La Primera se volvió hacia Ayla.

—¿Cómo encontraste la Gruta Blanca? ¿Empleaste tu voz en ella?

—Yo no la encontré. Fue Lobo —contestó Ayla—. Estaba en una ladera enterrada entre matorrales y zarzamoras, pero de pronto Lobo desapareció en el suelo bajo la espesura. Corté parte de la maleza para abrirme paso y fui tras él. Cuando me di cuenta de que estaba en una cueva, salí, preparé una antorcha y volví a entrar. Entonces vi qué era. Después fui en busca de la Zelandoni y Jonokol.

Hacía tiempo que el Zelandoni de la Quinta Caverna no oía hablar a Ayla, y su acento era perceptible, no sólo para él, sino también para los otros miembros de su caverna, incluido Madroman. Le recordaba toda la atención recibida por Jondalar a su regreso con la bella forastera y sus animales, y lo mucho que aborrecía a Jondalar. Siempre era el centro de interés, pensó el acólito, especialmente para las mujeres. «Me pregunto qué pensarían de él si le faltaran los dos dientes delanteros», se dijo. «Sí, su madre pagó una indemnización por él, pero no por eso recuperé los dientes.»

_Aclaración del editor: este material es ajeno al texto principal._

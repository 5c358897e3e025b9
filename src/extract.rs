//! Text extraction for spooled document files.
//!
//! [`parse_file`] turns a local file path into plain UTF-8 text. Format
//! detection is extension-based, which is why the ingestion task
//! preserves the original filename's extension when spooling. The
//! extractor is pure: no shared state, no database access; failures
//! surface as [`ExtractError`] and are handled by the pipeline.

use std::io::Read;
use std::path::Path;
use thiserror::Error;

/// Maximum decompressed bytes read from the DOCX XML entry (zip-bomb
/// protection).
const MAX_XML_ENTRY_BYTES: u64 = 50 * 1024 * 1024;

#[derive(Debug, Error)]
pub enum ExtractError {
    #[error("failed to read file: {0}")]
    Io(#[from] std::io::Error),
    #[error("PDF extraction failed: {0}")]
    Pdf(String),
    #[error("DOCX extraction failed: {0}")]
    Docx(String),
}

/// Extract plain text from a local file, dispatching on its extension.
///
/// Unknown and missing extensions are read as text (lossy UTF-8), which
/// matches how plain `.txt`/`.md` uploads arrive.
pub fn parse_file(path: &Path) -> Result<String, ExtractError> {
    let ext = path
        .extension()
        .and_then(|e| e.to_str())
        .map(|e| e.to_ascii_lowercase())
        .unwrap_or_default();

    match ext.as_str() {
        "pdf" => pdf_extract::extract_text(path).map_err(|e| ExtractError::Pdf(e.to_string())),
        "docx" => extract_docx(path),
        _ => {
            let bytes = std::fs::read(path)?;
            Ok(String::from_utf8_lossy(&bytes).into_owned())
        }
    }
}

fn extract_docx(path: &Path) -> Result<String, ExtractError> {
    let file = std::fs::File::open(path)?;
    let mut archive =
        zip::ZipArchive::new(file).map_err(|e| ExtractError::Docx(e.to_string()))?;

    let mut xml = Vec::new();
    {
        let entry = archive
            .by_name("word/document.xml")
            .map_err(|e| ExtractError::Docx(e.to_string()))?;
        entry.take(MAX_XML_ENTRY_BYTES).read_to_end(&mut xml)?;
    }
    if xml.len() as u64 >= MAX_XML_ENTRY_BYTES {
        return Err(ExtractError::Docx(
            "word/document.xml exceeds size limit".to_string(),
        ));
    }

    collect_text_runs(&xml)
}

/// Collect `<w:t>` text runs; paragraph ends (`</w:p>`) become blank
/// lines so the chunker sees paragraph boundaries.
fn collect_text_runs(xml: &[u8]) -> Result<String, ExtractError> {
    let mut out = String::new();
    let mut reader = quick_xml::Reader::from_reader(xml);
    reader.config_mut().trim_text(true);
    let mut buf = Vec::new();
    let mut in_text_run = false;
    loop {
        match reader.read_event_into(&mut buf) {
            Ok(quick_xml::events::Event::Start(e)) => {
                if e.local_name().as_ref() == b"t" {
                    in_text_run = true;
                }
            }
            Ok(quick_xml::events::Event::Text(t)) if in_text_run => {
                out.push_str(t.unescape().unwrap_or_default().as_ref());
            }
            Ok(quick_xml::events::Event::End(e)) => {
                match e.local_name().as_ref() {
                    b"t" => in_text_run = false,
                    b"p" => {
                        if !out.is_empty() && !out.ends_with("\n\n") {
                            out.push_str("\n\n");
                        }
                    }
                    _ => {}
                }
            }
            Ok(quick_xml::events::Event::Eof) => break,
            Err(e) => return Err(ExtractError::Docx(e.to_string())),
            _ => {}
        }
        buf.clear();
    }
    Ok(out)
}

#[cfg(test)]
mod tests {
    use super::*;
    use std::io::Write;

    #[test]
    fn plain_text_is_read_verbatim() {
        let dir = tempfile::TempDir::new().unwrap();
        let path = dir.path().join("note.txt");
        std::fs::write(&path, "First line.\n\nSecond paragraph.").unwrap();
        let text = parse_file(&path).unwrap();
        assert_eq!(text, "First line.\n\nSecond paragraph.");
    }

    #[test]
    fn missing_extension_falls_back_to_text() {
        let dir = tempfile::TempDir::new().unwrap();
        let path = dir.path().join("README");
        std::fs::write(&path, "no extension here").unwrap();
        assert_eq!(parse_file(&path).unwrap(), "no extension here");
    }

    #[test]
    fn invalid_utf8_is_read_lossily() {
        let dir = tempfile::TempDir::new().unwrap();
        let path = dir.path().join("data.log");
        std::fs::write(&path, [b'o', b'k', 0xFF, b'!']).unwrap();
        let text = parse_file(&path).unwrap();
        assert!(text.starts_with("ok"));
        assert!(text.ends_with('!'));
    }

    #[test]
    fn invalid_pdf_returns_pdf_error() {
        let dir = tempfile::TempDir::new().unwrap();
        let path = dir.path().join("broken.pdf");
        std::fs::write(&path, "not a pdf").unwrap();
        let err = parse_file(&path).unwrap_err();
        assert!(matches!(err, ExtractError::Pdf(_)));
    }

    #[test]
    fn invalid_docx_returns_docx_error() {
        let dir = tempfile::TempDir::new().unwrap();
        let path = dir.path().join("broken.docx");
        std::fs::write(&path, "not a zip").unwrap();
        let err = parse_file(&path).unwrap_err();
        assert!(matches!(err, ExtractError::Docx(_)));
    }

    #[test]
    fn docx_text_runs_are_collected_with_paragraph_breaks() {
        let dir = tempfile::TempDir::new().unwrap();
        let path = dir.path().join("doc.docx");

        let document_xml = r#"<?xml version="1.0"?>
<w:document xmlns:w="http://schemas.openxmlformats.org/wordprocessingml/2006/main">
  <w:body>
    <w:p><w:r><w:t>First paragraph.</w:t></w:r></w:p>
    <w:p><w:r><w:t>Second </w:t></w:r><w:r><w:t>paragraph.</w:t></w:r></w:p>
  </w:body>
</w:document>"#;

        let file = std::fs::File::create(&path).unwrap();
        let mut writer = zip::ZipWriter::new(file);
        writer
            .start_file("word/document.xml", zip::write::SimpleFileOptions::default())
            .unwrap();
        writer.write_all(document_xml.as_bytes()).unwrap();
        writer.finish().unwrap();

        let text = parse_file(&path).unwrap();
        assert!(text.contains("First paragraph."));
        assert!(text.contains("Second paragraph."));
        let first_end = text.find("First paragraph.").unwrap() + "First paragraph.".len();
        assert!(text[first_end..].starts_with('\n'));
    }
}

«¿Por qué tuvo que volver de su viaje? ¿Y traer además a esa mujer con él? ¡Y hay que ver el revuelo que se arma en torno a ella y esos animales! Yo soy acólito desde hace años, pero es ella quien capta toda la atención de la Primera. ¿Y si ella llega a Zelandoni antes que yo?» Ella apenas le hizo caso cuando se conocieron, se mostró poco más que cortés, y todavía ahora permanecía indiferente a él. La gente le atribuía el mérito de encontrar la nueva cueva, pero, como ella misma había admitido, no fue ella quien la encontró. Fue aquel estúpido animal.

Mientras daba vueltas a todo esto, sonreía, pero para Ayla, que no lo miraba directamente, pero lo observaba con atención de soslayo, captando todo su lenguaje corporal inconsciente —tal como haría una mujer del clan—, esa sonrisa era engañosa y taimada. Se preguntaba por qué el Quinto lo había aceptado como acólito. Era un Zelandoni tan sagaz y astuto que no podía dejarse engañar por él, ¿o quizá sí? Volvió a lanzar una ojeada a Madroman y lo sorprendió mirándola fijamente con tal malevolencia que se estremeció.